-- Opening Marker --

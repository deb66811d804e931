//! Name-to-function lookup used by the compiler.

use std::collections::HashMap;
use std::sync::Arc;

use crate::builtins;
use crate::error::{CompileError, Result};
use crate::function::{Function, FunctionDescriptor};

/// Functions available to rules, keyed by name.
///
/// Built once and read-only afterwards. Only the compiler consults it;
/// compiled rules hold their functions directly.
#[derive(Debug, Default, Clone)]
pub struct FunctionRegistry {
    functions: HashMap<String, Arc<dyn Function>>,
}

impl FunctionRegistry {
    /// An empty registry.
    pub fn new() -> Self {
        Self::default()
    }

    /// A registry holding the message and conversion functions.
    pub fn builtin() -> Self {
        let mut registry = Self::new();
        for function in builtins::all() {
            let name = function.descriptor().name().to_string();
            registry.functions.insert(name, function);
        }
        registry
    }

    /// Add a function. Rejects a name that is already taken and a
    /// descriptor that declares a parameter twice.
    pub fn register(&mut self, function: impl Function + 'static) -> Result<()> {
        self.register_arc(Arc::new(function))
    }

    pub fn register_arc(&mut self, function: Arc<dyn Function>) -> Result<()> {
        let descriptor = function.descriptor();
        if let Some(parameter) = descriptor.duplicate_param() {
            return Err(CompileError::DuplicateParameter {
                function: descriptor.name().to_string(),
                parameter: parameter.to_string(),
            });
        }
        let name = descriptor.name().to_string();
        if self.functions.contains_key(&name) {
            return Err(CompileError::DuplicateFunction(name));
        }
        self.functions.insert(name, function);
        Ok(())
    }

    pub fn resolve(&self, name: &str) -> Option<Arc<dyn Function>> {
        self.functions.get(name).cloned()
    }

    pub fn contains(&self, name: &str) -> bool {
        self.functions.contains_key(name)
    }

    pub fn len(&self) -> usize {
        self.functions.len()
    }

    pub fn is_empty(&self) -> bool {
        self.functions.is_empty()
    }

    /// Descriptors of all functions, sorted by name.
    pub fn descriptors(&self) -> Vec<&FunctionDescriptor> {
        let mut all: Vec<_> = self.functions.values().map(|f| f.descriptor()).collect();
        all.sort_by(|a, b| a.name().cmp(b.name()));
        all
    }
}
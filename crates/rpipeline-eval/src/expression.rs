//! Compiled expression tree.
//!
//! [`Expression`] is the node type every compiled rule is made of. Nodes
//! evaluate against an [`EvaluationContext`], report whether they are
//! constant, and carry a static type used by the compiler to reject
//! argument bindings that can never succeed.
//!
//! Constant nodes can also be evaluated without any context
//! ([`Expression::evaluate_constant`]); that is how function arguments are
//! folded when a call site is built.

use std::cmp::Ordering;
use std::collections::BTreeMap;
use std::fmt;

pub use rpipeline_rules::ComparisonOp;

use crate::context::EvaluationContext;
use crate::error::{EvalError, EvalResult};
use crate::function::{Function, FunctionArgs};
use crate::value::{TypeTag, Value};

#[derive(Debug, Clone)]
pub enum Expression {
    Literal(Value),
    /// A field of the current message; `null` when absent.
    Field(String),
    /// A variable defined by an earlier `Let`, with the static type of its
    /// definition.
    Variable { name: String, ty: TypeTag },
    /// Define a variable; evaluates to the bound value.
    Let { name: String, value: Box<Expression> },
    Function(FunctionExpression),
    Not(Box<Expression>),
    /// Short-circuiting conjunction.
    And(Vec<Expression>),
    /// Short-circuiting disjunction.
    Or(Vec<Expression>),
    Comparison {
        op: ComparisonOp,
        lhs: Box<Expression>,
        rhs: Box<Expression>,
    },
    /// Object literal; evaluates to a JSON object.
    Map(BTreeMap<String, Expression>),
}

impl Expression {
    pub fn literal(value: impl Into<Value>) -> Self {
        Expression::Literal(value.into())
    }

    pub fn field(name: impl Into<String>) -> Self {
        Expression::Field(name.into())
    }

    pub fn variable(name: impl Into<String>, ty: TypeTag) -> Self {
        Expression::Variable {
            name: name.into(),
            ty,
        }
    }

    pub fn let_binding(name: impl Into<String>, value: Expression) -> Self {
        Expression::Let {
            name: name.into(),
            value: Box::new(value),
        }
    }

    pub fn compare(op: ComparisonOp, lhs: Expression, rhs: Expression) -> Self {
        Expression::Comparison {
            op,
            lhs: Box::new(lhs),
            rhs: Box::new(rhs),
        }
    }

    /// Whether the node evaluates to the same value for every message.
    ///
    /// Function calls are never constant; a function may read the context
    /// or have effects.
    pub fn is_constant(&self) -> bool {
        match self {
            Expression::Literal(_) => true,
            Expression::Field(_)
            | Expression::Variable { .. }
            | Expression::Let { .. }
            | Expression::Function(_) => false,
            Expression::Not(inner) => inner.is_constant(),
            Expression::And(items) | Expression::Or(items) => {
                items.iter().all(Expression::is_constant)
            }
            Expression::Comparison { lhs, rhs, .. } => lhs.is_constant() && rhs.is_constant(),
            Expression::Map(entries) => entries.values().all(Expression::is_constant),
        }
    }

    /// The type every value of this node is known to have.
    pub fn static_type(&self) -> TypeTag {
        match self {
            Expression::Literal(v) => v.type_tag(),
            Expression::Field(_) => TypeTag::Any,
            Expression::Variable { ty, .. } => *ty,
            Expression::Let { value, .. } => value.static_type(),
            Expression::Function(f) => f.static_type(),
            Expression::Not(_)
            | Expression::And(_)
            | Expression::Or(_)
            | Expression::Comparison { .. } => TypeTag::Bool,
            Expression::Map(_) => TypeTag::Object,
        }
    }

    pub fn evaluate(&self, ctx: &mut EvaluationContext) -> EvalResult<Value> {
        self.eval(Some(ctx))
    }

    /// Evaluate without a message. Nodes that need one fail with
    /// [`EvalError::ContextRequired`].
    pub fn evaluate_constant(&self) -> EvalResult<Value> {
        self.eval(None)
    }

    fn eval(&self, mut ctx: Option<&mut EvaluationContext>) -> EvalResult<Value> {
        match self {
            Expression::Literal(v) => Ok(v.clone()),
            Expression::Field(name) => {
                let ctx = ctx.ok_or_else(|| self.context_required())?;
                Ok(ctx.current_message().get_field(name).unwrap_or(Value::Null))
            }
            Expression::Variable { name, .. } => {
                let ctx = ctx.ok_or_else(|| self.context_required())?;
                ctx.variable(name)
                    .cloned()
                    .ok_or_else(|| EvalError::UndefinedVariable(name.clone()))
            }
            Expression::Let { name, value } => {
                let ctx = ctx.ok_or_else(|| self.context_required())?;
                let value = value.evaluate(ctx)?;
                ctx.define(name.as_str(), value.clone());
                Ok(value)
            }
            Expression::Function(f) => {
                let ctx = ctx.ok_or_else(|| self.context_required())?;
                f.evaluate(ctx)
            }
            Expression::Not(inner) => {
                let b = truthy(inner.eval(ctx)?, inner)?;
                Ok(Value::Bool(!b))
            }
            Expression::And(items) => {
                for item in items {
                    if !truthy(item.eval(ctx.as_deref_mut())?, item)? {
                        return Ok(Value::Bool(false));
                    }
                }
                Ok(Value::Bool(true))
            }
            Expression::Or(items) => {
                for item in items {
                    if truthy(item.eval(ctx.as_deref_mut())?, item)? {
                        return Ok(Value::Bool(true));
                    }
                }
                Ok(Value::Bool(false))
            }
            Expression::Comparison { op, lhs, rhs } => {
                let l = lhs.eval(ctx.as_deref_mut())?;
                let r = rhs.eval(ctx)?;
                compare(*op, &l, &r).map(Value::Bool)
            }
            Expression::Map(entries) => {
                let mut obj = serde_json::Map::new();
                for (key, expr) in entries {
                    obj.insert(key.clone(), expr.eval(ctx.as_deref_mut())?.to_json());
                }
                Ok(Value::Object(serde_json::Value::Object(obj)))
            }
        }
    }

    fn context_required(&self) -> EvalError {
        EvalError::ContextRequired(self.to_string())
    }
}

/// Boolean view of an operand. `null` is false; non-booleans are a
/// coercion error.
fn truthy(value: Value, expr: &Expression) -> EvalResult<bool> {
    match value {
        Value::Bool(b) => Ok(b),
        Value::Null => Ok(false),
        other => Err(EvalError::coercion(
            TypeTag::Bool,
            other.type_tag(),
            format!("operand '{expr}'"),
        )),
    }
}

fn ordering(l: &Value, r: &Value) -> Option<Ordering> {
    match (l, r) {
        (Value::Integer(a), Value::Integer(b)) => Some(a.cmp(b)),
        (Value::Integer(a), Value::Float(b)) => (*a as f64).partial_cmp(b),
        (Value::Float(a), Value::Integer(b)) => a.partial_cmp(&(*b as f64)),
        (Value::Float(a), Value::Float(b)) => a.partial_cmp(b),
        (Value::String(a), Value::String(b)) => Some(a.cmp(b)),
        (Value::Bool(a), Value::Bool(b)) => Some(a.cmp(b)),
        (Value::Timestamp(a), Value::Timestamp(b)) => Some(a.cmp(b)),
        (Value::Ip(a), Value::Ip(b)) => Some(a.cmp(b)),
        _ => None,
    }
}

/// Compare two values.
///
/// Integers and floats compare numerically. `null` equals only `null` and
/// is never ordered. Comparing values of unrelated types is an error.
fn compare(op: ComparisonOp, l: &Value, r: &Value) -> EvalResult<bool> {
    if l.is_null() || r.is_null() {
        let both = l.is_null() && r.is_null();
        return Ok(match op {
            ComparisonOp::Eq => both,
            ComparisonOp::Ne => !both,
            _ => false,
        });
    }

    let mismatch = || {
        EvalError::coercion(l.type_tag(), r.type_tag(), format!("comparison '{op}'"))
    };

    if let Some(ord) = ordering(l, r) {
        return Ok(match op {
            ComparisonOp::Eq => ord == Ordering::Equal,
            ComparisonOp::Ne => ord != Ordering::Equal,
            ComparisonOp::Lt => ord == Ordering::Less,
            ComparisonOp::Lte => ord != Ordering::Greater,
            ComparisonOp::Gt => ord == Ordering::Greater,
            ComparisonOp::Gte => ord != Ordering::Less,
        });
    }

    let numeric = |v: &Value| matches!(v, Value::Integer(_) | Value::Float(_));
    if numeric(l) && numeric(r) {
        // NaN on one side
        return Ok(op == ComparisonOp::Ne);
    }

    match op {
        ComparisonOp::Eq | ComparisonOp::Ne if l.type_tag() == r.type_tag() => {
            Ok((l == r) == (op == ComparisonOp::Eq))
        }
        _ => Err(mismatch()),
    }
}

impl fmt::Display for Expression {
    fn fmt(&self, f: &mut fmt::Formatter<'_>) -> fmt::Result {
        match self {
            Expression::Literal(Value::Null) => f.write_str("null"),
            Expression::Literal(Value::String(s)) => write!(f, "{s:?}"),
            Expression::Literal(v) => write!(f, "{v}"),
            Expression::Field(name) => write!(f, "$message.{name}"),
            Expression::Variable { name, .. } => f.write_str(name),
            Expression::Let { name, value } => write!(f, "let {name} = {value}"),
            Expression::Function(func) => write!(f, "{func}"),
            Expression::Not(inner) => write!(f, "!{inner}"),
            Expression::And(items) => write_joined(f, items, " && "),
            Expression::Or(items) => write_joined(f, items, " || "),
            Expression::Comparison { op, lhs, rhs } => write!(f, "{lhs} {op} {rhs}"),
            Expression::Map(entries) => {
                f.write_str("{")?;
                for (i, (key, value)) in entries.iter().enumerate() {
                    if i > 0 {
                        f.write_str(", ")?;
                    }
                    write!(f, "{key}: {value}")?;
                }
                f.write_str("}")
            }
        }
    }
}

fn write_joined(f: &mut fmt::Formatter<'_>, items: &[Expression], sep: &str) -> fmt::Result {
    f.write_str("(")?;
    for (i, item) in items.iter().enumerate() {
        if i > 0 {
            f.write_str(sep)?;
        }
        write!(f, "{item}")?;
    }
    f.write_str(")")
}

// =============================================================================
// Function calls
// =============================================================================

/// A call of a resolved function with its bound arguments.
#[derive(Debug, Clone)]
pub struct FunctionExpression {
    args: FunctionArgs,
    folding_error: Option<EvalError>,
}

impl FunctionExpression {
    /// Build a call node. The function's `preprocess_args` runs exactly
    /// once, here. If it fails, the error is kept and reported by every
    /// evaluation of the node.
    pub fn new(mut args: FunctionArgs) -> Self {
        let function = args.function().clone();
        let folding_error = match function.preprocess_args(&mut args) {
            Ok(()) => None,
            Err(e) => {
                log::warn!(
                    "Unable to precompute arguments of {}: {e}",
                    function.descriptor().name()
                );
                Some(e)
            }
        };
        FunctionExpression {
            args,
            folding_error,
        }
    }

    pub fn args(&self) -> &FunctionArgs {
        &self.args
    }

    pub fn function(&self) -> &dyn Function {
        self.args.function().as_ref()
    }

    pub fn folding_error(&self) -> Option<&EvalError> {
        self.folding_error.as_ref()
    }

    pub fn is_constant(&self) -> bool {
        false
    }

    pub fn static_type(&self) -> TypeTag {
        self.function().descriptor().return_type()
    }

    /// Run the function and check its result against the declared return
    /// type.
    pub fn evaluate(&self, ctx: &mut EvaluationContext) -> EvalResult<Value> {
        if let Some(e) = &self.folding_error {
            return Err(e.clone());
        }
        let descriptor = self.function().descriptor();
        let value = self.function().evaluate(&self.args, ctx)?;
        value.coerce(descriptor.return_type()).map_err(|actual| {
            log::error!(
                "Function {} declares {} but returned {actual}",
                descriptor.name(),
                descriptor.return_type()
            );
            EvalError::ReturnType {
                function: descriptor.name().to_string(),
                declared: descriptor.return_type(),
                actual,
            }
        })
    }
}

impl fmt::Display for FunctionExpression {
    fn fmt(&self, f: &mut fmt::Formatter<'_>) -> fmt::Result {
        write!(f, "{}(", self.args.function_name())?;
        for (i, (name, expr)) in self.args.args().iter().enumerate() {
            if i > 0 {
                f.write_str(", ")?;
            }
            write!(f, "{name}: {expr}")?;
        }
        f.write_str(")")
    }
}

-- Closing Marker --

◆ Task description ◆
Scan the listing above. Gather each line that contains the word "compiler".

◆ Response to this task ◆
//! Name-to-function lookup used by the compiler.
/// Built once and read-only afterwards. Only the compiler consults it;
//! constant, and carry a static type used by the compiler to reject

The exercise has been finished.